Onchocerca volvulus ( gr όγκος " barb ", κέρκος "tail"; Latin volvulus " small ball " ) is the name of a tropical, belonging to the filarial nematode. He is a human parasite and the causative agent of river blindness.

Dissemination

Onchocerca volvulus occurs in large areas of tropical Africa and in Central and northern South America in the front (Mexico, Guatemala, Venezuela and Ecuador). An insulated stove is located in Yemen. The distribution is restricted to humid regions along fast-flowing rivers.

Features

The adult worms are very small ( filamentous ) having a diameter of less than one millimeter. Females can be up to 70 centimeters long, the males reach a maximum length of 40 centimeters. The microfilariae ( larval form ) are 220 ​​to 280 microns long.

Life cycle

Onchocercarien as all parasitic filarial a life cycle with changing hosts. Humans are the only definitive host. In endemic areas, almost 100 % of the population are infected. As an intermediate host, the female blackfly ( Simulium damnosum ), which receives the microfilariae in the stitch used. In the mosquito, the larvae develop through molting to the infective stage L3, in which they are transferred when a new stitch to humans.
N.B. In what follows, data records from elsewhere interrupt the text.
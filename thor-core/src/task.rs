//! Task records
//!
//! A task is one call to `orchestrate`: a description, the agents it was
//! resolved to, the coordination mode, and the outcome of every step that
//! ran.

use std::fmt;
use std::str::FromStr;

use chrono::{DateTime, Utc};
use serde::{Deserialize, Serialize};
use uuid::Uuid;

use crate::agent::{AgentId, AgentType};

/// Unique identifier for a task
#[derive(Debug, Clone, Copy, PartialEq, Eq, Hash, Serialize, Deserialize)]
pub struct TaskId(pub Uuid);

impl TaskId {
    pub fn new() -> Self {
        Self(Uuid::now_v7())
    }
}

impl Default for TaskId {
    fn default() -> Self {
        Self::new()
    }
}

impl fmt::Display for TaskId {
    fn fmt(&self, f: &mut fmt::Formatter<'_>) -> fmt::Result {
        write!(f, "{}", self.0)
    }
}

/// How the agents of a task cooperate
#[derive(Debug, Clone, Copy, PartialEq, Eq, Hash, Serialize, Deserialize, Default)]
#[serde(rename_all = "lowercase")]
pub enum TaskMode {
    /// Pipeline: each agent gets the previous successful output
    #[default]
    Sequential,
    /// Fan-out: every agent gets the original description
    Parallel,
    /// First agent briefs the rest, who then run in parallel
    Hierarchical,
}

impl TaskMode {
    pub fn as_str(&self) -> &'static str {
        match self {
            TaskMode::Sequential => "sequential",
            TaskMode::Parallel => "parallel",
            TaskMode::Hierarchical => "hierarchical",
        }
    }
}

impl fmt::Display for TaskMode {
    fn fmt(&self, f: &mut fmt::Formatter<'_>) -> fmt::Result {
        f.write_str(self.as_str())
    }
}

impl FromStr for TaskMode {
    type Err = String;

    fn from_str(s: &str) -> Result<Self, Self::Err> {
        match s.trim().to_ascii_lowercase().as_str() {
            "sequential" => Ok(TaskMode::Sequential),
            "parallel" => Ok(TaskMode::Parallel),
            "hierarchical" => Ok(TaskMode::Hierarchical),
            other => Err(format!("unknown coordination mode: {other}")),
        }
    }
}

/// Task lifecycle state
#[derive(Debug, Clone, Copy, PartialEq, Eq, PartialOrd, Ord, Hash, Serialize, Deserialize)]
#[serde(rename_all = "lowercase")]
pub enum TaskStatus {
    Pending,
    Completed,
    Error,
    Cancelled,
}

impl TaskStatus {
    pub fn is_terminal(&self) -> bool {
        !matches!(self, TaskStatus::Pending)
    }

    pub fn as_str(&self) -> &'static str {
        match self {
            TaskStatus::Pending => "pending",
            TaskStatus::Completed => "completed",
            TaskStatus::Error => "error",
            TaskStatus::Cancelled => "cancelled",
        }
    }
}

impl fmt::Display for TaskStatus {
    fn fmt(&self, f: &mut fmt::Formatter<'_>) -> fmt::Result {
        f.write_str(self.as_str())
    }
}

/// Outcome of one agent step
#[derive(Debug, Clone, PartialEq, Serialize, Deserialize)]
pub struct StepOutcome {
    pub agent_id: AgentId,
    pub agent_type: AgentType,
    pub success: bool,
    #[serde(skip_serializing_if = "Option::is_none")]
    pub output: Option<String>,
    #[serde(skip_serializing_if = "Option::is_none")]
    pub error: Option<String>,
    pub duration_ms: u64,
}

impl StepOutcome {
    pub fn succeeded(
        agent_id: AgentId,
        agent_type: AgentType,
        output: String,
        duration_ms: u64,
    ) -> Self {
        Self {
            agent_id,
            agent_type,
            success: true,
            output: Some(output),
            error: None,
            duration_ms,
        }
    }

    pub fn failed(
        agent_id: AgentId,
        agent_type: AgentType,
        error: impl Into<String>,
        duration_ms: u64,
    ) -> Self {
        Self {
            agent_id,
            agent_type,
            success: false,
            output: None,
            error: Some(error.into()),
            duration_ms,
        }
    }
}

/// A submitted unit of work and, once terminal, its results
#[derive(Debug, Clone, PartialEq, Serialize, Deserialize)]
pub struct Task {
    pub id: TaskId,
    pub description: String,
    pub agents: Vec<AgentId>,
    pub mode: TaskMode,
    pub status: TaskStatus,
    pub results: Vec<StepOutcome>,
    #[serde(skip_serializing_if = "Option::is_none")]
    pub error: Option<String>,
    pub created_at: DateTime<Utc>,
    #[serde(skip_serializing_if = "Option::is_none")]
    pub finished_at: Option<DateTime<Utc>>,
}

impl Task {
    pub fn new(
        id: TaskId,
        description: impl Into<String>,
        agents: Vec<AgentId>,
        mode: TaskMode,
        created_at: DateTime<Utc>,
    ) -> Self {
        Self {
            id,
            description: description.into(),
            agents,
            mode,
            status: TaskStatus::Pending,
            results: Vec::new(),
            error: None,
            created_at,
            finished_at: None,
        }
    }

    /// Move to a terminal state. Has no effect on a task that is already terminal.
    pub(crate) fn finish(
        &mut self,
        status: TaskStatus,
        results: Vec<StepOutcome>,
        error: Option<String>,
        at: DateTime<Utc>,
    ) {
        if self.status.is_terminal() {
            return;
        }
        self.status = status;
        self.results = results;
        self.error = error;
        self.finished_at = Some(at);
    }

    /// The caller-facing view of this task
    pub fn result(&self) -> TaskResult {
        TaskResult {
            task_id: self.id,
            status: self.status,
            mode: self.mode,
            results: self.results.clone(),
            error: self.error.clone(),
        }
    }
}

/// What `orchestrate` returns
#[derive(Debug, Clone, PartialEq, Serialize, Deserialize)]
pub struct TaskResult {
    pub task_id: TaskId,
    pub status: TaskStatus,
    pub mode: TaskMode,
    pub results: Vec<StepOutcome>,
    #[serde(skip_serializing_if = "Option::is_none")]
    pub error: Option<String>,
}

impl TaskResult {
    pub fn succeeded_steps(&self) -> usize {
        self.results.iter().filter(|r| r.success).count()
    }

    /// Output of the last successful step
    pub fn final_output(&self) -> Option<&str> {
        self.results
            .iter()
            .rev()
            .find(|r| r.success)
            .and_then(|r| r.output.as_deref())
    }
}

#[cfg(test)]
mod tests {
    use super::*;

    #[test]
    fn mode_parses_known_names() {
        assert_eq!("parallel".parse::<TaskMode>().unwrap(), TaskMode::Parallel);
        assert_eq!(
            "Hierarchical".parse::<TaskMode>().unwrap(),
            TaskMode::Hierarchical
        );
        assert!("swarm".parse::<TaskMode>().is_err());
    }

    #[test]
    fn only_pending_is_non_terminal() {
        assert!(!TaskStatus::Pending.is_terminal());
        assert!(TaskStatus::Completed.is_terminal());
        assert!(TaskStatus::Error.is_terminal());
        assert!(TaskStatus::Cancelled.is_terminal());
    }

    #[test]
    fn terminal_task_is_immutable() {
        let now = Utc::now();
        let mut task = Task::new(TaskId::new(), "x", vec![], TaskMode::Parallel, now);
        task.finish(TaskStatus::Error, vec![], Some("boom".into()), now);
        task.finish(TaskStatus::Completed, vec![], None, now);

        assert_eq!(task.status, TaskStatus::Error);
        assert_eq!(task.error.as_deref(), Some("boom"));
    }

    #[test]
    fn final_output_skips_failures() {
        let a = AgentId::new();
        let result = TaskResult {
            task_id: TaskId::new(),
            status: TaskStatus::Completed,
            mode: TaskMode::Sequential,
            results: vec![
                StepOutcome::succeeded(a, AgentType::Business, "first".into(), 1),
                StepOutcome::failed(a, AgentType::Legal, "nope", 1),
            ],
            error: None,
        };
        assert_eq!(result.final_output(), Some("first"));
        assert_eq!(result.succeeded_steps(), 1);
    }

    #[test]
    fn step_outcome_omits_empty_fields() {
        let outcome = StepOutcome::failed(AgentId::new(), AgentType::Legal, "timeout", 5);
        let json = serde_json::to_value(&outcome).unwrap();
        assert!(json.get("output").is_none());
        assert_eq!(json["error"], "timeout");
        assert_eq!(json["agent_type"], "legal");
    }
}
You walk one to two years through the connective tissue and occasionally through the eyes. Full-grown (adult ) worms survive for years encapsulated in subcutaneous nodules ( Onchozerkom ). Often there are several filarial in such a knot. The females produce daily about a thousand microfilariae that migrate through the lymph spaces of the connective tissue and will eventually be washed into the bloodstream. The microfilariae infect the eye, so that the main harmful effects ( blindness ) is established.